Set down the lines of the data exactly, starting at the first and stopping after the line containing "bone's global pose".

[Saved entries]

=====

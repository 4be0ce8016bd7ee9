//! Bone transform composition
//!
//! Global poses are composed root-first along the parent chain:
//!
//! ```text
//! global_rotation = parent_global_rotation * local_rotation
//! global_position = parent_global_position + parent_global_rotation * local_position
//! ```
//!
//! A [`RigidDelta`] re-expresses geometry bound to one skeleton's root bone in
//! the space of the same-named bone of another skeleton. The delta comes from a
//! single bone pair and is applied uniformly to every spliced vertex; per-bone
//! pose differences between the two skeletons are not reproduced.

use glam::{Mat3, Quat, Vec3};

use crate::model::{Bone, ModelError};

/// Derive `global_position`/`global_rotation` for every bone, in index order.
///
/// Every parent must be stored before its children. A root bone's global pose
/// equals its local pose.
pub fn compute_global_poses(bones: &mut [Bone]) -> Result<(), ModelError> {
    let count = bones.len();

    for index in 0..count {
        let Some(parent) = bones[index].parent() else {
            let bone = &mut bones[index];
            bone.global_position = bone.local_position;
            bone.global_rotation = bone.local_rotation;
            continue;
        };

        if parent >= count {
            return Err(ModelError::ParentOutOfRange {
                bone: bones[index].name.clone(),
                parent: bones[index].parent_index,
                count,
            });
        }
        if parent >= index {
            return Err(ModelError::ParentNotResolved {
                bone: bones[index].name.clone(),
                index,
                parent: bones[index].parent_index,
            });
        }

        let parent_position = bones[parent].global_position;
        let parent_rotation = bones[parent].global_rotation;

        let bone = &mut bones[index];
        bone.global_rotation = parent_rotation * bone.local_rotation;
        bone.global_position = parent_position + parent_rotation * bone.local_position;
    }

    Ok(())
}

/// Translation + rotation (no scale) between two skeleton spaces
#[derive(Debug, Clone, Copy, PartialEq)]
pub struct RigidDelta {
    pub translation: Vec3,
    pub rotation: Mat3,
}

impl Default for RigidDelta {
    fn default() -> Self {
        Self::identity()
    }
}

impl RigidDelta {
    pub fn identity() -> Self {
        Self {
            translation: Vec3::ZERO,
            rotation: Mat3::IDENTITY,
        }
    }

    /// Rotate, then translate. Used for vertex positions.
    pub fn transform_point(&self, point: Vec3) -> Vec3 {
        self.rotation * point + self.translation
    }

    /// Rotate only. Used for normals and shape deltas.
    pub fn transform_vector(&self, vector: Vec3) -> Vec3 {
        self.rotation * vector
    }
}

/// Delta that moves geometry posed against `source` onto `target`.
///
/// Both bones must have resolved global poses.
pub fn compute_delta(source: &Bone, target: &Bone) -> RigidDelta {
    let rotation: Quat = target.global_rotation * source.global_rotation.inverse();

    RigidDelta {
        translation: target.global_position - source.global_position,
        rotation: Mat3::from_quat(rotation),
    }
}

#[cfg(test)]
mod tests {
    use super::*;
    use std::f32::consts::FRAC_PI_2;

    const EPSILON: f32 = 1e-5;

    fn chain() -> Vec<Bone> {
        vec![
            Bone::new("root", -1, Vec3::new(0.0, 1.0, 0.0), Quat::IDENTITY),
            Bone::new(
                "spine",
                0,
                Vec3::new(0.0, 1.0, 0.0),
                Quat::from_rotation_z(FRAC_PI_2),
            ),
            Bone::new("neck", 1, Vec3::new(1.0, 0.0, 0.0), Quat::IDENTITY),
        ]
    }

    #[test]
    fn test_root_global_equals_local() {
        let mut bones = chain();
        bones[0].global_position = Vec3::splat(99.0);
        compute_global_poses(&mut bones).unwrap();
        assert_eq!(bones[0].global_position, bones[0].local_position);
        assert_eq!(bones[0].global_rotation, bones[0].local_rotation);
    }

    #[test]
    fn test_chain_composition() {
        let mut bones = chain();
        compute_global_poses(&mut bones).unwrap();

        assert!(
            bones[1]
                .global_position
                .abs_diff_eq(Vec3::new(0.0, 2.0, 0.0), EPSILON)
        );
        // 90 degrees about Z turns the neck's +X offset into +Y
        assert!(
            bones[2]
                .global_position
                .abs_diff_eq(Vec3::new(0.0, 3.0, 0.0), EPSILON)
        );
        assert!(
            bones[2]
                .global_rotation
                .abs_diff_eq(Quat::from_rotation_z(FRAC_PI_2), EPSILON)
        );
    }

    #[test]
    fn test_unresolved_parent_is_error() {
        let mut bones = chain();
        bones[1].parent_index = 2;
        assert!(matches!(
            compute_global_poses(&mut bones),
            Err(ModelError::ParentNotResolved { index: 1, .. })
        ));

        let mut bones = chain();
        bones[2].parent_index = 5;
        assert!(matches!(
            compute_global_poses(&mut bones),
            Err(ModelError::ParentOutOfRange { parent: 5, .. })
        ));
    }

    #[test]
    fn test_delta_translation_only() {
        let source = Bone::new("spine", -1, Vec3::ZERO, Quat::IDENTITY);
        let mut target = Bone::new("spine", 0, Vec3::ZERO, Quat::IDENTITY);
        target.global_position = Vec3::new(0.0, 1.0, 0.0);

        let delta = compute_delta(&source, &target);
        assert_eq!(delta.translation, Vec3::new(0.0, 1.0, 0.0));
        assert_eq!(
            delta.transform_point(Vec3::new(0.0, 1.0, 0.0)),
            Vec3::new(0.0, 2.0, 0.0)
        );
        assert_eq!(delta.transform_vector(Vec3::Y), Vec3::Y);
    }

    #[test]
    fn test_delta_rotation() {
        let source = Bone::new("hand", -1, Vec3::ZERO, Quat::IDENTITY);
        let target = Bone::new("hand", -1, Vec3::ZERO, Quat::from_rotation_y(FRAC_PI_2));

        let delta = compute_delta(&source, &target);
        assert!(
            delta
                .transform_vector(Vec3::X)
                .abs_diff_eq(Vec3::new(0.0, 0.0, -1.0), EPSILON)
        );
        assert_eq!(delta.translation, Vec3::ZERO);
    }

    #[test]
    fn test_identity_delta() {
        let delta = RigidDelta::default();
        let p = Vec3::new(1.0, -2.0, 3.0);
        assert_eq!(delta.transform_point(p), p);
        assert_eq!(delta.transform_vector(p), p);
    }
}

=====

• Task output
repository 4be0ce8016bd7ee9
//! Bone transform composition
//!
//! Global poses are composed root-first along the parent chain:
//!
//! ```text
//! global_rotation = parent_global_rotation * local_rotation
//! global_position = parent_global_position + parent_global_rotation * local_position
//! ```
//!
//! A [`RigidDelta`] re-expresses geometry bound to one skeleton's root bone in
//! the space of the same-named bone of another skeleton. The delta comes from a
//! single bone pair and is applied uniformly to every spliced vertex; per-bone
//! pose differences between the two skeletons are not reproduced.

use glam::{Mat3, Quat, Vec3};

use crate::model::{Bone, ModelError};

/// Derive `global_position`/`global_rotation` for every bone, in index order.
///
/// Every parent must be stored before its children. A root bone's global pose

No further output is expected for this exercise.